Со временем первые любопытство и настороженность поостыли, сплетни и догадки более не интересовали даже их авторов. Все хорошо усвоили, что не стоит заговаривать с Юдит с ее левой, глухой стороны, а также выпытывать у нее, кто она и откуда пришла.
Одед и Наоми приходили в школу ухоженными и аккуратно одетыми, движения Моше снова обрели плавность и размеренность. Из дома Рабиновичей более не раздавались окрики и детский плач. Тепло и уют, создать которые способны только женские руки, вновь воцарились в семье. Каждый из троих мужчин, которым суждено было стать моими отцами, погрузился в свои заботы.
Яаков Шейнфельд, завещавший мне свои покатые плечи и дом с портретом прекрасной женщины на стене, мечтал о Юдит и осваивал премудрости разведения канареек.
Моше Рабинович, передавший мне цвет волос и все свое хозяйство, прислушивался по ночам к ее крику и искал потерянную косу.
Мой третий отец, торговец скотом Глоберман, оставивший мне в наследство огромные ступни и все свои деньги, завел новую манеру: после каждого своего визита он оставлял в хлеве «маленькую безделушку» для госпожи Юдит. Это могла быть бутылочка парфюма, новая синяя косынка или гребешок, искусно выпиленный из раковины
Сойхер был высоким и очень худым, недюжинная сила таилась в его тонких и длинных руках, а выражение лица умело скрывало природный ум.

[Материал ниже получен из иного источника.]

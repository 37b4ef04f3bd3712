use axum::{routing::post, Router};
use citycare_app::AppContext;
use citycare_ui::App;
use leptos::prelude::*;
use leptos_axum::{generate_route_list, handle_server_fns_with_context, LeptosRoutes};
use tower_http::compression::CompressionLayer;
use tower_sessions::{Expiry, MemoryStore, SessionManagerLayer};

#[tokio::main]
async fn main() {
    dotenvy::dotenv().ok();

    tracing_subscriber::fmt()
        .with_env_filter(
            tracing_subscriber::EnvFilter::try_from_default_env()
                .unwrap_or_else(|_| "info".into()),
        )
        .init();

    let conf = get_configuration(Some("Cargo.toml")).expect("Failed to load Leptos config");
    let leptos_options = conf.leptos_options;
    let addr = leptos_options.site_addr;

    let app_context = match AppContext::from_env() {
        Ok(ctx) => ctx,
        Err(e) => {
            tracing::error!("Invalid configuration: {}", e);
            std::process::exit(1);
        }
    };

    let session_layer = SessionManagerLayer::new(MemoryStore::default())
        .with_name("citycare.sid")
        .with_secure(app_context.config.secure_cookies)
        .with_expiry(Expiry::OnInactivity(time::Duration::hours(
            app_context.config.session_hours,
        )));

    let routes = generate_route_list(App);

    let app = Router::new()
        .route("/api/{*fn_name}", post({
            let ctx = app_context.clone();
            move |req| {
                let ctx = ctx.clone();
                async move {
                    handle_server_fns_with_context(
                        move || provide_context(ctx.clone()),
                        req
                    ).await
                }
            }
        }))
        .leptos_routes_with_context(
            &leptos_options,
            routes,
            {
                let ctx = app_context.clone();
                move || provide_context(ctx.clone())
            },
            {
                let leptos_options = leptos_options.clone();
                move || shell(leptos_options.clone())
            },
        )
        .fallback(leptos_axum::file_and_error_handler(shell))
        .layer(session_layer)
        .layer(CompressionLayer::new())
        .with_state(leptos_options);

    tracing::info!("Listening on http://{}", addr);
    tracing::info!(
        "Sessions expire after {}h of inactivity",
        app_context.config.session_hours
    );

    let listener = tokio::net::TcpListener::bind(&addr)
        .await
        .expect("Failed to bind address");

    axum::serve(listener, app.into_make_service())
        .await
        .expect("Server error");
}

fn shell(options: LeptosOptions) -> impl IntoView {
    use leptos_meta::*;

    view! {
        <!DOCTYPE html>
        <html lang="en">
            <head>
                <meta charset="utf-8"/>
                <meta name="viewport" content="width=device-width, initial-scale=1"/>
                <link rel="icon" href="data:image/svg+xml,<svg xmlns='http://www.w3.org/2000/svg' viewBox='0 0 100 100'><text y='.9em' font-size='90'>🏙️</text></svg>"/>
                <style>{CSS}</style>
                <AutoReload options=options.clone()/>
                <HydrationScripts options/>
                <MetaTags/>
            </head>
            <body>
                <App/>
            </body>
        </html>
    }
}

const CSS: &str = r#"
:root {
    --base: #f5f7fa;
    --surface: #ffffff;
    --overlay: #e3e8ef;
    --muted: #8a94a6;
    --subtle: #5b6577;
    --text: #1f2a3d;
    --love: #c0392b;
    --gold: #e6a23c;
    --pine: #1f6f8b;
    --foam: #3aa17e;
}
* { box-sizing: border-box; margin: 0; padding: 0; }
body {
    font-family: 'Inter', -apple-system, sans-serif;
    background: var(--base);
    color: var(--text);
    min-height: 100vh;
}
a { color: var(--pine); }
.container { max-width: 960px; margin: 0 auto; padding: 1.5rem; }
.navbar {
    display: flex; justify-content: space-between; align-items: center; flex-wrap: wrap;
    gap: 1rem; padding: 1rem 1.5rem; background: var(--surface); border-bottom: 2px solid var(--overlay);
}
.navbar__brand { font-weight: 800; font-size: 1.3rem; color: var(--pine); text-decoration: none; }
.navbar__links { display: flex; align-items: center; gap: 1rem; flex-wrap: wrap; }
.navbar__link { text-decoration: none; font-weight: 500; }
.navbar__role { color: var(--muted); font-size: 0.85rem; }
.navbar__logout { padding: 0.4rem 0.9rem; border: 1px solid var(--love); color: var(--love); background: none; border-radius: 6px; cursor: pointer; }
.hero { text-align: center; padding: 3rem 0 2rem; }
.hero__title { font-size: clamp(2rem, 5vw, 3rem); color: var(--pine); font-weight: 800; margin-bottom: 0.75rem; }
.hero__subtitle { color: var(--subtle); font-size: 1.1rem; max-width: 560px; margin: 0 auto 1.5rem; }
.hero__actions { display: flex; justify-content: center; gap: 0.75rem; flex-wrap: wrap; }
.page-header { display: flex; justify-content: space-between; align-items: center; gap: 1rem; margin-bottom: 1rem; }
.page-title { font-size: 1.6rem; margin-bottom: 1rem; }
.page-empty { color: var(--muted); font-style: italic; padding: 2rem 0; }
.button {
    display: inline-block; padding: 0.6rem 1.2rem; background: var(--surface); color: var(--text);
    border: 2px solid var(--overlay); border-radius: 8px; font-weight: 600; cursor: pointer; text-decoration: none;
}
.button--primary { background: var(--pine); color: var(--surface); border-color: var(--pine); }
.button--danger { color: var(--love); border-color: var(--love); }
.button:disabled { opacity: 0.5; cursor: not-allowed; }
.form { display: flex; flex-direction: column; gap: 0.9rem; background: var(--surface); border: 2px solid var(--overlay); border-radius: 12px; padding: 1.5rem; margin-bottom: 1.5rem; }
.form__title { color: var(--pine); }
.form__group { border: 1px solid var(--overlay); border-radius: 8px; padding: 1rem; display: grid; gap: 0.6rem; }
.field { display: flex; flex-direction: column; gap: 0.3rem; }
.field--inline { flex-direction: row; align-items: center; gap: 0.5rem; }
.field__label { font-size: 0.9rem; color: var(--subtle); }
.field__input { padding: 0.7rem 0.9rem; border: 2px solid var(--overlay); border-radius: 8px; background: var(--surface); color: var(--text); font-size: 1rem; }
.field__input:focus { outline: none; border-color: var(--pine); }
.field__input--area { min-height: 5rem; resize: vertical; }
.field-error { color: var(--love); font-size: 0.9rem; }
.address-book { margin-top: 1.5rem; }
.address-book__actions { display: flex; gap: 0.5rem; }
.notice { background: #e6f6ef; border: 2px solid var(--foam); border-radius: 8px; padding: 0.75rem 1rem; color: #20694f; margin-bottom: 1rem; }
.issue-list { display: grid; gap: 1rem; }
.issue-card { background: var(--surface); border: 2px solid var(--overlay); border-radius: 12px; padding: 1.25rem; display: grid; gap: 0.6rem; }
.issue-card__header { display: flex; justify-content: space-between; align-items: center; gap: 1rem; }
.issue-card__title { font-size: 1.15rem; }
.issue-card__category { color: var(--pine); font-weight: 600; font-size: 0.9rem; }
.issue-card__address, .issue-card__technicians, .issue-card__date { color: var(--subtle); font-size: 0.9rem; }
.issue-card__photos { display: flex; gap: 0.5rem; flex-wrap: wrap; }
.issue-card__photo { width: 120px; height: 90px; object-fit: cover; border-radius: 6px; }
.issue-card__footer { display: flex; gap: 1rem; flex-wrap: wrap; align-items: center; }
.issue-card__actions { border-top: 1px solid var(--overlay); padding-top: 0.75rem; display: grid; gap: 0.75rem; }
.status { padding: 0.2rem 0.6rem; border-radius: 999px; font-size: 0.8rem; font-weight: 700; }
.status--pending { background: #fdf1dc; color: #8a5a00; }
.status--in_progress { background: #e1eef6; color: var(--pine); }
.status--resolved { background: #e6f6ef; color: #20694f; }
.status-buttons { display: flex; gap: 0.5rem; flex-wrap: wrap; }
.status-buttons__button { padding: 0.4rem 0.8rem; border: 2px solid var(--overlay); border-radius: 6px; background: var(--surface); cursor: pointer; }
.status-buttons__button.active { border-color: var(--pine); color: var(--pine); }
.confirm { width: 100%; background: #fff8e6; border: 2px solid var(--gold); border-radius: 8px; padding: 0.75rem; display: flex; gap: 0.5rem; align-items: center; flex-wrap: wrap; }
.votes { display: grid; gap: 0.6rem; }
.votes__counts { display: flex; gap: 0.5rem; }
.votes__button { padding: 0.4rem 0.9rem; border: 2px solid var(--overlay); border-radius: 999px; background: var(--surface); cursor: pointer; }
.votes__button.active { border-color: var(--pine); background: #e1eef6; }
.votes__comment { display: grid; gap: 0.5rem; }
.votes__comments { list-style: none; display: grid; gap: 0.4rem; }
.votes__comment-item { background: var(--base); border-radius: 6px; padding: 0.5rem 0.75rem; }
.votes__error { color: var(--love); font-size: 0.9rem; }
.assign__list { list-style: none; display: grid; gap: 0.3rem; margin: 0.5rem 0; }
.assign__item.suited { font-weight: 600; }
.assign__skills { color: var(--muted); font-size: 0.85rem; }
.roster { width: 100%; border-collapse: collapse; background: var(--surface); border-radius: 12px; }
.roster th, .roster td { text-align: left; padding: 0.6rem; border-bottom: 1px solid var(--overlay); }
.auth-page { max-width: 480px; margin: 2rem auto; }
.auth-page__alt { text-align: center; color: var(--subtle); }
.guard { text-align: center; padding: 3rem 0; display: grid; gap: 1rem; justify-items: center; }
.loading { display: flex; flex-direction: column; align-items: center; padding: 3rem; }
.loading__spinner {
    width: 50px; height: 50px; border: 4px solid var(--overlay);
    border-top-color: var(--pine); border-radius: 50%; animation: spin 1s linear infinite;
}
@keyframes spin { to { transform: rotate(360deg); } }
.loading__text { margin-top: 1rem; color: var(--subtle); font-style: italic; }
.error { background: #fce8e6; border: 2px solid var(--love); border-radius: 8px; padding: 1.25rem; margin: 1rem 0; }
.error__title { color: var(--love); font-weight: 700; margin-bottom: 0.5rem; }
.error__message { color: #8b2d22; }
.error__retry { margin-top: 1rem; padding: 0.5rem 1rem; background: var(--love); color: var(--surface); border: none; border-radius: 4px; cursor: pointer; }
.sort-select { max-width: 220px; }
"#;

Зимой и летом он не снимал с себя широкую кожанку, весьма поношенную, а на голове носил вечный картуз, по виду которого можно было предположить, что иногда он использовался вместо носового платка.
В те дни у Сойхера еще не было грузовика. Везде и всюду он ходил пешком, напевая на ходу свои нелепые песни. Некоторые из них я помню до сих пор:
Два коня бегут за мной,
Один – слепой, другой – хромой.
А в коляске семь котов
При усах и без хвостов.
А за ними мышка
В феске и штанишках.
Глоберман проделывал на своих длинных, тощих ногах немалые расстояния. Карманы его кожанки были набиты банкнотами и монетками настолько туго, что те даже не звенели при ходьбе. В нагрудном кармане Сойхер хранил потрепанную записную книжку, исписанную именами коров, благодаря которой он никогда и ничего не забывал. Как правило, его можно было встретить в сопровождении несчастной телки с привязанной к рогам веревкой, отчаянно мычавшей и испуганно озиравшейся.
К востоку от деревни синел старый эвкалиптовый лес, который пересекала тропинка, утоптанная раздвоенными следами коровьих копыт и огромных подошв. По ту сторону леса, в конце тропинки, коров ждали мясник, острый тесак да железный крюк.
– Видишь, следы копыт направлены только в одну сторону, – говорила мне Наоми, – а следы сапог – в обоих направлениях. По этой тропинке коровы отправлялись в свой последний путь.
Все, кроме одной – телки Рахель, которая за одну ночь побывала там и вернулась невредимой. Благодаря той телке я появился на свет, однако об этом позже.
На плече у Сойхера всегда висела замызганная свернутая веревка, а в руке он сжимал увесистый бастон – толстую трость с железным наконечником. Глоберман опирался на нее, расхаживая по дворам, использовал вместо указки и как оружие против гадюк и собак. Последние гонялись за ним по улицам и полям, шалея от запахов крови и смертного коровьего пота, исходивших от его одежды и впитавшихся в саму кожу. Коровы тоже чувствовали этот аромат – запах их собственной смерти, дыхание ада. Когда в одном из деревенских дворов вдруг появлялся Глоберман со своими записной книжкой и веревкой, из хлева непременно доносилось тихое предостерегающее похрапывание, коровы жались друг к дружке и напряженно вздрагивали, в бессильной угрозе выставляя вперед рога.
Как и все торговцы мясом, Глоберман мог безошибочно определить вес коровы с одного беглого взгляда, однако всегда благоразумно предлагал крестьянину сделать это самому.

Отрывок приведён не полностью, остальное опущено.